Omar Al Dhuways is working in a honey shop at the Yemen exhibition at the fair this year but grieves for his hometown of Ibb in central Yemen, a well-watered mountain area he affectionately calls “the green city”.

The city has become host to tent camps for hundreds of families fleeing violence between the armed Houthi rebels and Gulf-backed militias in nearby Taiz. Inured to violence by decades of conflict in his home country, Al Dhuways seeks a way to live in safety in the UAE.

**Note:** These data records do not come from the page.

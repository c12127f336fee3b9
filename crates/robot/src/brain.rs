//! In-memory key/value store and user directory.
//!
//! Nothing is persisted here. A storage backend subscribes to
//! [`BrainEvent`]s, writes the snapshot carried by `Save` and releases its
//! resources on `Close`.

use std::{
    collections::HashMap,
    fmt,
    sync::{
        Arc, Mutex, RwLock, RwLockReadGuard, RwLockWriteGuard, Weak,
        atomic::{AtomicBool, Ordering},
    },
    time::Duration,
};

use {
    serde::{Deserialize, Serialize},
    serde_json::{Map, Value},
    tokio::{sync::broadcast, task::JoinHandle},
    tracing::{debug, trace},
};

#[cfg(feature = "metrics")]
use herald_metrics::{brain as brain_metrics, counter, gauge};

use crate::user::User;

const EVENT_CAPACITY: usize = 64;

/// Everything the brain holds, in the shape a backend persists.
#[derive(Debug, Clone, Default, PartialEq, Serialize, Deserialize)]
pub struct BrainData {
    #[serde(default)]
    pub users: HashMap<String, User>,
    #[serde(rename = "_private", default)]
    pub private: Map<String, Value>,
}

#[derive(Debug, Clone, PartialEq)]
pub enum BrainEvent {
    /// Data was set or merged; carries the data as it now stands.
    Loaded(BrainData),
    /// A snapshot to persist.
    Save(BrainData),
    Close,
}

/// Shared handle to the robot's memory. Clones see the same data.
#[derive(Clone)]
pub struct Brain {
    inner: Arc<BrainInner>,
}

struct BrainInner {
    data: RwLock<BrainData>,
    auto_save: AtomicBool,
    events: broadcast::Sender<BrainEvent>,
    save_task: Mutex<Option<JoinHandle<()>>>,
}

impl Default for Brain {
    fn default() -> Self {
        Self::new()
    }
}

impl Brain {
    pub fn new() -> Self {
        let (events, _) = broadcast::channel(EVENT_CAPACITY);
        Self {
            inner: Arc::new(BrainInner {
                data: RwLock::new(BrainData::default()),
                auto_save: AtomicBool::new(true),
                events,
                save_task: Mutex::new(None),
            }),
        }
    }

    pub fn subscribe(&self) -> broadcast::Receiver<BrainEvent> {
        self.inner.events.subscribe()
    }

    fn emit(&self, event: BrainEvent) {
        // No subscribers is fine.
        let _ = self.inner.events.send(event);
    }

    fn read(&self) -> RwLockReadGuard<'_, BrainData> {
        self.inner.data.read().unwrap_or_else(|e| e.into_inner())
    }

    fn write(&self) -> RwLockWriteGuard<'_, BrainData> {
        self.inner.data.write().unwrap_or_else(|e| e.into_inner())
    }

    /// Store `value` under `key` in the private namespace.
    pub fn set(&self, key: impl Into<String>, value: impl Into<Value>) -> &Self {
        let loaded = {
            let mut data = self.write();
            data.private.insert(key.into(), value.into());
            data.clone()
        };
        self.emit(BrainEvent::Loaded(loaded));
        self
    }

    pub fn get(&self, key: &str) -> Option<Value> {
        self.read().private.get(key).cloned()
    }

    pub fn remove(&self, key: &str) -> &Self {
        self.write().private.remove(key);
        self
    }

    /// Overlay `data` onto the private namespace, as a backend does after
    /// loading from storage. Nested values are replaced, not merged.
    pub fn merge_data(&self, data: Map<String, Value>) {
        let loaded = {
            let mut current = self.write();
            current.private.extend(data);
            current.clone()
        };
        self.emit(BrainEvent::Loaded(loaded));
    }

    pub fn snapshot(&self) -> BrainData {
        self.read().clone()
    }

    /// Emit a `Save` event carrying the current data.
    pub fn save(&self) {
        trace!("brain save");
        #[cfg(feature = "metrics")]
        counter!(brain_metrics::SAVES_TOTAL).increment(1);
        self.emit(BrainEvent::Save(self.snapshot()));
    }

    /// Stop auto-saving, save once more and emit `Close`.
    pub fn close(&self) {
        self.stop_auto_save();
        self.save();
        self.emit(BrainEvent::Close);
        debug!("brain closed");
    }

    pub fn set_auto_save(&self, enabled: bool) {
        self.inner.auto_save.store(enabled, Ordering::Relaxed);
    }

    pub fn auto_save(&self) -> bool {
        self.inner.auto_save.load(Ordering::Relaxed)
    }

    /// (Re)start the periodic save task. Saves only happen while auto-save
    /// is enabled. Must be called from within a Tokio runtime.
    pub fn start_auto_save(&self, interval: Duration) {
        let weak: Weak<BrainInner> = Arc::downgrade(&self.inner);
        let task = tokio::spawn(async move {
            let mut ticker = tokio::time::interval(interval);
            ticker.tick().await;
            loop {
                ticker.tick().await;
                let Some(inner) = weak.upgrade() else {
                    break;
                };
                let brain = Brain { inner };
                if brain.auto_save() {
                    brain.save();
                }
            }
        });

        let previous = self
            .inner
            .save_task
            .lock()
            .unwrap_or_else(|e| e.into_inner())
            .replace(task);
        if let Some(previous) = previous {
            previous.abort();
        }
        debug!(interval_ms = interval.as_millis() as u64, "brain auto-save started");
    }

    fn stop_auto_save(&self) {
        let task = self
            .inner
            .save_task
            .lock()
            .unwrap_or_else(|e| e.into_inner())
            .take();
        if let Some(task) = task {
            task.abort();
        }
    }

    pub fn users(&self) -> Vec<User> {
        self.read().users.values().cloned().collect()
    }

    /// The user with `id`, created from `options` when unknown.
    ///
    /// A known user is replaced when `options` names a different room.
    pub fn user_for_id(&self, id: &str, options: Option<Map<String, Value>>) -> User {
        let room = options
            .as_ref()
            .and_then(|o| o.get("room"))
            .and_then(Value::as_str)
            .map(str::to_string);

        let mut data = self.write();
        if let Some(existing) = data.users.get(id)
            && (room.is_none() || existing.room == room)
        {
            return existing.clone();
        }

        let user = user_from_options(id, options);
        data.users.insert(id.to_string(), user.clone());
        #[cfg(feature = "metrics")]
        gauge!(brain_metrics::USERS).set(data.users.len() as f64);
        user
    }

    /// The user whose name equals `name`, ignoring case.
    pub fn user_for_name(&self, name: &str) -> Option<User> {
        let wanted = name.to_lowercase();
        self.read()
            .users
            .values()
            .find(|user| user.name.to_lowercase() == wanted)
            .cloned()
    }

    /// Users whose name starts with `fuzzy_name`, ignoring case.
    pub fn users_for_raw_fuzzy_name(&self, fuzzy_name: &str) -> Vec<User> {
        let prefix = fuzzy_name.to_lowercase();
        self.read()
            .users
            .values()
            .filter(|user| user.name.to_lowercase().starts_with(&prefix))
            .cloned()
            .collect()
    }

    /// Like [`Brain::users_for_raw_fuzzy_name`], except that an exact match
    /// is returned alone.
    pub fn users_for_fuzzy_name(&self, fuzzy_name: &str) -> Vec<User> {
        let matched = self.users_for_raw_fuzzy_name(fuzzy_name);
        let wanted = fuzzy_name.to_lowercase();
        match matched.iter().find(|user| user.name.to_lowercase() == wanted) {
            Some(exact) => vec![exact.clone()],
            None => matched,
        }
    }
}

fn user_from_options(id: &str, options: Option<Map<String, Value>>) -> User {
    let mut fields = options.unwrap_or_default();
    fields.insert("id".into(), Value::String(id.to_string()));
    serde_json::from_value(Value::Object(fields)).unwrap_or_else(|e| {
        debug!(id, error = %e, "ignoring malformed user options");
        User::new(id)
    })
}

impl fmt::Debug for Brain {
    fn fmt(&self, f: &mut fmt::Formatter<'_>) -> fmt::Result {
        let data = self.read();
        f.debug_struct("Brain")
            .field("users", &data.users.len())
            .field("keys", &data.private.len())
            .field("auto_save", &self.auto_save())
            .finish()
    }
}

#[allow(clippy::unwrap_used, clippy::expect_used)]
#[cfg(test)]
mod tests {
    use {rstest::rstest, serde_json::json};

    use super::*;

    fn options(value: Value) -> Option<Map<String, Value>> {
        match value {
            Value::Object(map) => Some(map),
            _ => None,
        }
    }

    fn populated() -> Brain {
        let brain = Brain::new();
        brain.user_for_id("1", options(json!({"name": "Guy One"})));
        brain.user_for_id("2", options(json!({"name": "Guy One Two"})));
        brain.user_for_id("3", options(json!({"name": "Girl Three"})));
        brain
    }

    #[test]
    fn set_get_remove() {
        let brain = Brain::new();
        brain.set("counter", 3).set("name", "herald");
        assert_eq!(brain.get("counter"), Some(json!(3)));
        brain.remove("counter");
        assert_eq!(brain.get("counter"), None);
        assert_eq!(brain.get("name"), Some(json!("herald")));
    }

    #[test]
    fn set_and_merge_emit_loaded() {
        let brain = Brain::new();
        let mut events = brain.subscribe();
        brain.set("a", 1);
        brain.merge_data(options(json!({"b": 2, "a": 3})).unwrap());
        let BrainEvent::Loaded(first) = events.try_recv().unwrap() else {
            panic!("expected loaded event");
        };
        assert_eq!(first.private.get("a"), Some(&json!(1)));
        assert_eq!(first.private.get("b"), None);

        let BrainEvent::Loaded(merged) = events.try_recv().unwrap() else {
            panic!("expected loaded event");
        };
        assert_eq!(merged.private.get("a"), Some(&json!(3)));
        assert_eq!(merged.private.get("b"), Some(&json!(2)));
        assert_eq!(brain.get("a"), Some(json!(3)));
        assert_eq!(brain.get("b"), Some(json!(2)));
    }

    #[test]
    fn close_saves_then_closes() {
        let brain = Brain::new();
        brain.set("k", "v");
        let mut events = brain.subscribe();
        brain.close();

        let BrainEvent::Save(data) = events.try_recv().unwrap() else {
            panic!("expected save event");
        };
        assert_eq!(data.private.get("k"), Some(&json!("v")));
        assert_eq!(events.try_recv().unwrap(), BrainEvent::Close);
    }

    #[test]
    fn snapshot_serializes_private_namespace() {
        let brain = Brain::new();
        brain.set("k", true);
        let json = serde_json::to_value(brain.snapshot()).unwrap();
        assert_eq!(json["_private"]["k"], json!(true));
    }

    #[test]
    fn user_for_id_creates_once() {
        let brain = Brain::new();
        let first = brain.user_for_id("1", options(json!({"name": "Guy"})));
        let again = brain.user_for_id("1", None);
        assert_eq!(first, again);
        assert_eq!(again.name, "Guy");
        assert_eq!(brain.users().len(), 1);
    }

    #[test]
    fn user_for_id_recreates_on_room_change() {
        let brain = Brain::new();
        brain.user_for_id("1", options(json!({"name": "Guy", "room": "C1"})));
        let same_room = brain.user_for_id("1", options(json!({"room": "C1"})));
        assert_eq!(same_room.name, "Guy");

        let moved = brain.user_for_id("1", options(json!({"room": "C2"})));
        assert_eq!(moved.room.as_deref(), Some("C2"));
        assert_eq!(moved.name, "1");
    }

    #[rstest]
    #[case("guy one", Some("1"))]
    #[case("GIRL THREE", Some("3"))]
    #[case("guy", None)]
    fn user_for_name_ignores_case(#[case] name: &str, #[case] expected: Option<&str>) {
        let found = populated().user_for_name(name);
        assert_eq!(found.as_ref().map(|u| u.id.as_str()), expected);
    }

    #[test]
    fn raw_fuzzy_matches_prefixes() {
        let mut ids: Vec<String> = populated()
            .users_for_raw_fuzzy_name("guy")
            .into_iter()
            .map(|u| u.id)
            .collect();
        ids.sort();
        assert_eq!(ids, ["1", "2"]);
    }

    #[test]
    fn fuzzy_prefers_exact_match() {
        let brain = populated();
        let exact = brain.users_for_fuzzy_name("Guy One");
        assert_eq!(exact.len(), 1);
        assert_eq!(exact[0].id, "1");

        assert_eq!(brain.users_for_fuzzy_name("Guy").len(), 2);
        assert!(brain.users_for_fuzzy_name("nobody").is_empty());
    }

    #[tokio::test]
    async fn auto_save_emits_while_enabled() {
        let brain = Brain::new();
        let mut events = brain.subscribe();
        brain.start_auto_save(Duration::from_millis(10));

        let event = tokio::time::timeout(Duration::from_secs(5), events.recv())
            .await
            .unwrap()
            .unwrap();
        assert!(matches!(event, BrainEvent::Save(_)));

        brain.set_auto_save(false);
        brain.close();
        assert!(!brain.auto_save());
    }
}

“Yemen is totally messed up, but we’ve become used to this. Bombs fall all the time and you can die at anytime – this has become the normal situation for us,” he said.

“I left Yemen a few months ago and have really enjoyed the quiet here in the Emirates. I’m looking for a way to get work and residency here and hopefully to bring my family over.”

Al Dhuways, though, admits there are things about his war-torn homeland he misses. Like most of the foreign workers who come to run exhibitions in Global Village, Al Dhuways is on a six month visa. When the festival closes on April 9, he’ll return home by bus from Amman, as airports are too damaged from the fighting.

Another Yemeni, Yahya Abed, came to the UAE a year ago from the capital Sana’a, which has seen heavy land and bombardment since a Houthi take-over of the city in September.

“It’s just like the old days there now,” he said, referring to the never-ending black-outs and queues winding from petrol stations that character­ised the upheaval during the 2011 protests, which toppled 38-year President Ali Abdullah Saleh.

“I love the UAE. Yemen is like my mother, but the UAE – it’s like my wife,” he laughed. When Global Village is in recess, Abed returns to the Yemeni capital to collect honey for the store, and transports it by land back to the UAE.

Yemen is not yet part of the GCC, so it’s citizens require visas to enter the UAE. Still, over 90,000 Yemeni expatriates currently live in the UAE, mostly in Abu Dhabi.

“Since 1993 over half of Abu Dhabi are Yemenis,” another Yemeni on the stall, Muadh Al Hayashi joked, repeating a well known adage that the tribes of the Arabian peninsula trace their roots back to Yemen.